Community scorecards: addressing the maternal and newborn service related needs of the marginalized?
By Kakaire Ayub Kirunda, PIRU Officer
Caroline Namugwere (not real name) is a 27 year old disabled woman and resident of Kibuku District in Eastern Uganda. She is a single mother, having become pregnant and then abandoned by a man who refused to marry her, allegedly on the advice of his parents. Caroline received no support through her pregnancy from the father, and he remains uninvolved in their lives.
Caroline’s pregnancy experience was laden with challenges right from attending antenatal clinic appointments to delivery. She would crawl to the health centre for ANC appointments on a stony and dusty murrum road, and the situation wasn’t any different whenever she used the washroom at the health facility, which was usually filthy. Caroline would have to crawl in there.
Her pelvic examinations were usually performed on the floor as she was unable to climb onto the bed. Similarly, she would often sit on the floor as she waited to be seen by a health worker because she could not climb into the elevated seats.
“At times when I had a person to help me out I would climb and sit up like other mothers and in instances where I would fail to get a good samaritan, I would sit down on the floor and wait for my name to be read and crawl to the examination room.”
Without mentioning or knowing who should help or whose responsibility it is, during a formative interview, Caroline proposed that disabled mothers should have specific people to transport them right from their homes to health facilities.

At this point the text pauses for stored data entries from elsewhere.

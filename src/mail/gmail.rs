//! Gmail API v1: list messages after the cursor, then fetch each in raw form.

use async_trait::async_trait;
use base64::Engine;
use chrono::{DateTime, Utc};
use mail_parser::MessageParser;
use secrecy::ExposeSecret;
use serde::Deserialize;
use tracing::{debug, warn};

use crate::accounts::{MailboxAccount, Provider};
use crate::config::MailApiConfig;
use crate::error::MailApiError;
use crate::mail::body::{strip_html, strip_quoted_text};
use crate::mail::{MailApi, RemoteMessage, check_response, invalid_response, transport_error};
use crate::store::Direction;

// ============================================================================
// API response types
// ============================================================================

#[derive(Debug, Deserialize)]
#[serde(rename_all = "camelCase")]
struct MessageListResponse {
    #[serde(default)]
    messages: Vec<MessageStub>,
    #[serde(default)]
    next_page_token: Option<String>,
}

#[derive(Debug, Deserialize)]
struct MessageStub {
    id: String,
}

#[derive(Debug, Deserialize)]
#[serde(rename_all = "camelCase")]
struct RawMessage {
    id: String,
    #[serde(default)]
    label_ids: Vec<String>,
    /// Milliseconds since the epoch, as a decimal string.
    #[serde(default)]
    internal_date: Option<String>,
    #[serde(default)]
    raw: String,
}

// ============================================================================
// Client
// ============================================================================

pub struct GmailApi {
    config: MailApiConfig,
    http: reqwest::Client,
}

impl GmailApi {
    pub fn new(config: MailApiConfig) -> Self {
        Self {
            config,
            http: reqwest::Client::new(),
        }
    }

    /// Every message id from the second of `since` on, newest first as
    /// Gmail lists them. `after:` is exclusive, so step back one second.
    async fn list_ids(&self, token: &str, since: DateTime<Utc>) -> Result<Vec<String>, MailApiError> {
        let url = format!("{}/gmail/v1/users/me/messages", self.config.base_url);
        let query = format!("after:{}", since.timestamp() - 1);
        let page_size = self.config.page_size.max(1).to_string();
        let mut ids = Vec::new();
        let mut page_token: Option<String> = None;

        loop {
            let mut params = vec![("q", query.as_str()), ("maxResults", page_size.as_str())];
            if let Some(tok) = &page_token {
                params.push(("pageToken", tok.as_str()));
            }

            let resp = self
                .http
                .get(&url)
                .timeout(self.config.request_timeout)
                .bearer_auth(token)
                .query(&params)
                .send()
                .await
                .map_err(|e| transport_error(Provider::Gmail, e))?;
            let resp = check_response(Provider::Gmail, resp).await?;
            let page: MessageListResponse = resp
                .json()
                .await
                .map_err(|e| invalid_response(Provider::Gmail, e))?;

            ids.extend(page.messages.into_iter().map(|m| m.id));
            match page.next_page_token {
                Some(next) if !next.is_empty() => page_token = Some(next),
                _ => break,
            }
        }

        Ok(ids)
    }

    async fn fetch_message(
        &self,
        token: &str,
        id: &str,
        own_address: &str,
    ) -> Result<Option<RemoteMessage>, MailApiError> {
        let url = format!("{}/gmail/v1/users/me/messages/{id}", self.config.base_url);
        let resp = self
            .http
            .get(&url)
            .timeout(self.config.request_timeout)
            .bearer_auth(token)
            .query(&[("format", "raw")])
            .send()
            .await
            .map_err(|e| transport_error(Provider::Gmail, e))?;
        let resp = check_response(Provider::Gmail, resp).await?;
        let message: RawMessage = resp
            .json()
            .await
            .map_err(|e| invalid_response(Provider::Gmail, e))?;

        parse_raw_message(message, own_address)
    }
}

#[async_trait]
impl MailApi for GmailApi {
    fn provider(&self) -> Provider {
        Provider::Gmail
    }

    async fn fetch_since(
        &self,
        account: &MailboxAccount,
        since: DateTime<Utc>,
        limit: usize,
    ) -> Result<Vec<RemoteMessage>, MailApiError> {
        if limit == 0 {
            return Ok(Vec::new());
        }
        let token = account.access_token.expose_secret();
        let mut ids = self.list_ids(token, since).await?;
        debug!(account_id = %account.id, count = ids.len(), "Gmail messages listed");

        // Keep the oldest `limit`; the cursor then stops short of the rest.
        let ids = ids.split_off(ids.len().saturating_sub(limit));

        // A message that fails to load fails the whole fetch, so the cursor
        // never moves past it.
        let mut messages = Vec::with_capacity(ids.len());
        for id in &ids {
            if let Some(message) = self.fetch_message(token, id, &account.address).await? {
                messages.push(message);
            }
        }
        Ok(messages)
    }
}

// ============================================================================
// Parsing
// ============================================================================

fn decode_raw(raw: &str) -> Result<Vec<u8>, base64::DecodeError> {
    base64::engine::general_purpose::URL_SAFE_NO_PAD.decode(raw.trim().trim_end_matches('='))
}

/// `Ok(None)` for a message with neither an internal date nor a `Date`
/// header; it cannot be placed against the sync cursor.
fn parse_raw_message(
    message: RawMessage,
    own_address: &str,
) -> Result<Option<RemoteMessage>, MailApiError> {
    let bytes = decode_raw(&message.raw)
        .map_err(|e| invalid_response(Provider::Gmail, format!("message {}: {e}", message.id)))?;
    let parsed = MessageParser::default().parse(&bytes).ok_or_else(|| {
        invalid_response(
            Provider::Gmail,
            format!("message {}: unparseable RFC 822 payload", message.id),
        )
    })?;

    let from = parsed
        .from()
        .and_then(|a| a.first())
        .and_then(|a| a.address())
        .unwrap_or_default()
        .to_string();
    let to = parsed
        .to()
        .and_then(|a| a.first())
        .and_then(|a| a.address())
        .unwrap_or_default()
        .to_string();

    let outbound = message.label_ids.iter().any(|l| l == "SENT")
        || (!own_address.is_empty() && from.eq_ignore_ascii_case(own_address));
    let (direction, correspondent) = if outbound {
        (Direction::Outbound, to)
    } else {
        (Direction::Inbound, from)
    };

    let text = if let Some(text) = parsed.body_text(0) {
        text.to_string()
    } else if let Some(html) = parsed.body_html(0) {
        strip_html(html.as_ref())
    } else {
        String::new()
    };

    let sent_at = message
        .internal_date
        .as_deref()
        .and_then(|ms| ms.parse::<i64>().ok())
        .and_then(DateTime::<Utc>::from_timestamp_millis)
        .or_else(|| {
            parsed
                .date()
                .and_then(|d| DateTime::<Utc>::from_timestamp(d.to_timestamp(), 0))
        });
    let Some(sent_at) = sent_at else {
        warn!(external_id = %message.id, "Gmail message has no date, skipped");
        return Ok(None);
    };

    Ok(Some(RemoteMessage {
        external_id: message.id,
        subject: parsed.subject().unwrap_or_default().to_string(),
        body: strip_quoted_text(text.trim()),
        correspondent,
        sent_at,
        direction,
    }))
}

#[cfg(test)]
mod tests {
    use chrono::TimeZone;
    use mockito::Matcher;
    use secrecy::SecretString;

    use super::*;
    use crate::oauth::TokenPair;

    fn account() -> MailboxAccount {
        MailboxAccount::new(
            "user-1",
            Provider::Gmail,
            "me@gmail.com",
            TokenPair {
                access_token: SecretString::from("ya29.token"),
                refresh_token: None,
                expires_in: None,
            },
        )
    }

    fn encode(rfc822: &str) -> String {
        base64::engine::general_purpose::URL_SAFE.encode(rfc822.as_bytes())
    }

    fn raw_json(id: &str, labels: &[&str], internal_ms: i64, rfc822: &str) -> String {
        serde_json::json!({
            "id": id,
            "threadId": "t1",
            "labelIds": labels,
            "internalDate": internal_ms.to_string(),
            "raw": encode(rfc822),
        })
        .to_string()
    }

    const INBOUND: &str = "From: Boss <boss@example.com>\r\nTo: me@gmail.com\r\nSubject: Q3 report\r\nDate: Mon, 5 Oct 2026 09:00:00 +0000\r\nContent-Type: text/plain; charset=utf-8\r\n\r\nPlease send the Q3 report by Friday.\r\n\r\nOn Sun, Oct 4, 2026 at 8:00 AM Me <me@gmail.com> wrote:\r\n> earlier\r\n";

    const OUTBOUND: &str = "From: me@gmail.com\r\nTo: Client <client@example.com>\r\nSubject: Proposal\r\nContent-Type: text/html; charset=utf-8\r\n\r\n<p>I will send the <b>proposal</b> tomorrow.</p>\r\n";

    fn client_for(server: &mockito::ServerGuard) -> GmailApi {
        GmailApi::new(MailApiConfig::for_provider(Provider::Gmail).with_base_url(server.url()))
    }

    #[test]
    fn parse_inbound_text_message() {
        let message = RawMessage {
            id: "m1".into(),
            label_ids: vec!["INBOX".into()],
            internal_date: Some("1791190800000".into()),
            raw: encode(INBOUND),
        };
        let parsed = parse_raw_message(message, "me@gmail.com").unwrap().unwrap();
        assert_eq!(parsed.external_id, "m1");
        assert_eq!(parsed.subject, "Q3 report");
        assert_eq!(parsed.correspondent, "boss@example.com");
        assert_eq!(parsed.direction, Direction::Inbound);
        assert_eq!(parsed.body, "Please send the Q3 report by Friday.");
        assert_eq!(parsed.sent_at.timestamp_millis(), 1_791_190_800_000);
    }

    #[test]
    fn parse_sent_html_message() {
        let message = RawMessage {
            id: "m2".into(),
            label_ids: vec!["SENT".into()],
            internal_date: Some("1791194400000".into()),
            raw: encode(OUTBOUND),
        };
        let parsed = parse_raw_message(message, "me@gmail.com").unwrap().unwrap();
        assert_eq!(parsed.direction, Direction::Outbound);
        assert_eq!(parsed.correspondent, "client@example.com");
        let normalized = parsed.body.split_whitespace().collect::<Vec<_>>().join(" ");
        assert_eq!(normalized, "I will send the proposal tomorrow.");
    }

    #[test]
    fn date_falls_back_to_header_and_undated_messages_are_skipped() {
        let dated = RawMessage {
            id: "m3".into(),
            label_ids: vec!["INBOX".into()],
            internal_date: None,
            raw: encode(INBOUND),
        };
        let parsed = parse_raw_message(dated, "me@gmail.com").unwrap().unwrap();
        assert_eq!(
            parsed.sent_at,
            Utc.with_ymd_and_hms(2026, 10, 5, 9, 0, 0).unwrap()
        );

        let undated = RawMessage {
            id: "m4".into(),
            label_ids: vec!["SENT".into()],
            internal_date: None,
            raw: encode(OUTBOUND),
        };
        assert!(parse_raw_message(undated, "me@gmail.com").unwrap().is_none());
    }

    #[test]
    fn garbage_payload_is_invalid_response() {
        let message = RawMessage {
            id: "bad".into(),
            label_ids: vec![],
            internal_date: None,
            raw: "***".into(),
        };
        let err = parse_raw_message(message, "me@gmail.com").unwrap_err();
        assert!(matches!(err, MailApiError::InvalidResponse { .. }));
    }

    #[tokio::test]
    async fn fetch_since_lists_pages_and_fetches_raw() {
        let mut server = mockito::Server::new_async().await;
        let since = Utc.with_ymd_and_hms(2026, 10, 1, 0, 0, 0).unwrap();

        let page1 = server
            .mock("GET", "/gmail/v1/users/me/messages")
            .match_header("authorization", "Bearer ya29.token")
            .match_query(Matcher::AllOf(vec![
                Matcher::Regex(r"maxResults=\d+$".into()),
                // One second back so mail in the cursor's own second is listed.
                Matcher::UrlEncoded("q".into(), format!("after:{}", since.timestamp() - 1)),
            ]))
            .with_status(200)
            .with_header("content-type", "application/json")
            .with_body(r#"{"messages":[{"id":"m1","threadId":"t1"}],"nextPageToken":"p2"}"#)
            .create_async()
            .await;
        let page2 = server
            .mock("GET", "/gmail/v1/users/me/messages")
            .match_query(Matcher::UrlEncoded("pageToken".into(), "p2".into()))
            .with_status(200)
            .with_header("content-type", "application/json")
            .with_body(r#"{"messages":[{"id":"m2","threadId":"t2"}]}"#)
            .create_async()
            .await;
        let _m1 = server
            .mock("GET", "/gmail/v1/users/me/messages/m1")
            .match_query(Matcher::Any)
            .with_status(200)
            .with_header("content-type", "application/json")
            .with_body(raw_json("m1", &["INBOX"], 1_791_190_800_000, INBOUND))
            .create_async()
            .await;
        let _m2 = server
            .mock("GET", "/gmail/v1/users/me/messages/m2")
            .match_query(Matcher::Any)
            .with_status(200)
            .with_header("content-type", "application/json")
            .with_body(raw_json("m2", &["SENT"], 1_791_194_400_000, OUTBOUND))
            .create_async()
            .await;

        let messages = client_for(&server)
            .fetch_since(&account(), since, 10)
            .await
            .unwrap();
        page1.assert_async().await;
        page2.assert_async().await;
        assert_eq!(messages.len(), 2);
        assert_eq!(messages[0].external_id, "m1");
        assert_eq!(messages[1].direction, Direction::Outbound);
    }

    #[tokio::test]
    async fn expired_token_is_unauthorized() {
        let mut server = mockito::Server::new_async().await;
        let _list = server
            .mock("GET", "/gmail/v1/users/me/messages")
            .match_query(Matcher::Any)
            .with_status(401)
            .with_body(r#"{"error":{"code":401,"message":"Invalid Credentials"}}"#)
            .create_async()
            .await;

        let err = client_for(&server)
            .fetch_since(&account(), Utc::now(), 10)
            .await
            .unwrap_err();
        assert!(matches!(err, MailApiError::Unauthorized { provider: Provider::Gmail }));
    }

    #[tokio::test]
    async fn failed_message_fetch_fails_the_batch() {
        let mut server = mockito::Server::new_async().await;
        let _list = server
            .mock("GET", "/gmail/v1/users/me/messages")
            .match_query(Matcher::Any)
            .with_status(200)
            .with_header("content-type", "application/json")
            .with_body(r#"{"messages":[{"id":"m1"}]}"#)
            .create_async()
            .await;
        let _m1 = server
            .mock("GET", "/gmail/v1/users/me/messages/m1")
            .match_query(Matcher::Any)
            .with_status(500)
            .create_async()
            .await;

        let err = client_for(&server)
            .fetch_since(&account(), Utc::now(), 10)
            .await
            .unwrap_err();
        assert!(matches!(err, MailApiError::Http { status: 500, .. }));
    }
}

“Then at the facility, they should make for us benches that are not raised. They can make something which we can also sit on without finding difficulty and the same should be apply to the delivery bed. It should be short such that a disabled mother can climb it even if there is no one to support her,” she says, adding: “There should also be separate toilets for disabled mothers because some of us use hands to move.”
To this, a number of questions arise: Is someone accountable for Caroline’s transport to and from the health facility? Who is responsible for ensuring that she accesses a clean washroom at a health as humanely as possible? Is someone answerable for her being examined on the floor unlike her non-disabled counterparts? Does her plight concern the community, local government, let alone the central government? Does she have a voice to air out her challenges? Does she even have a right to demand for equitable access to services?
Inquiry into the plight of the marginalised is part of what the Community Score Cards study of Makerere University School of Public Health in partnership with the Future Health Systems Research Consortium intends to explore over the coming months in Kibuku District in Eastern Uganda. Specific to the case of Caroline and other marginalised groups, such as adolescent girls who become pregnant, the following research question is being pursued: To what extent does a community scorecard process incorporate and address the maternal and newborn service related needs of marginalized populations?
In addition to addressing questions of how the CSC process might address the needs of the marginalised, the study seeks to develop a community scorecard that will include demand-side attributes so as to increase the accountability of not only the providers but also the clients, as explained in our CSC research study summary.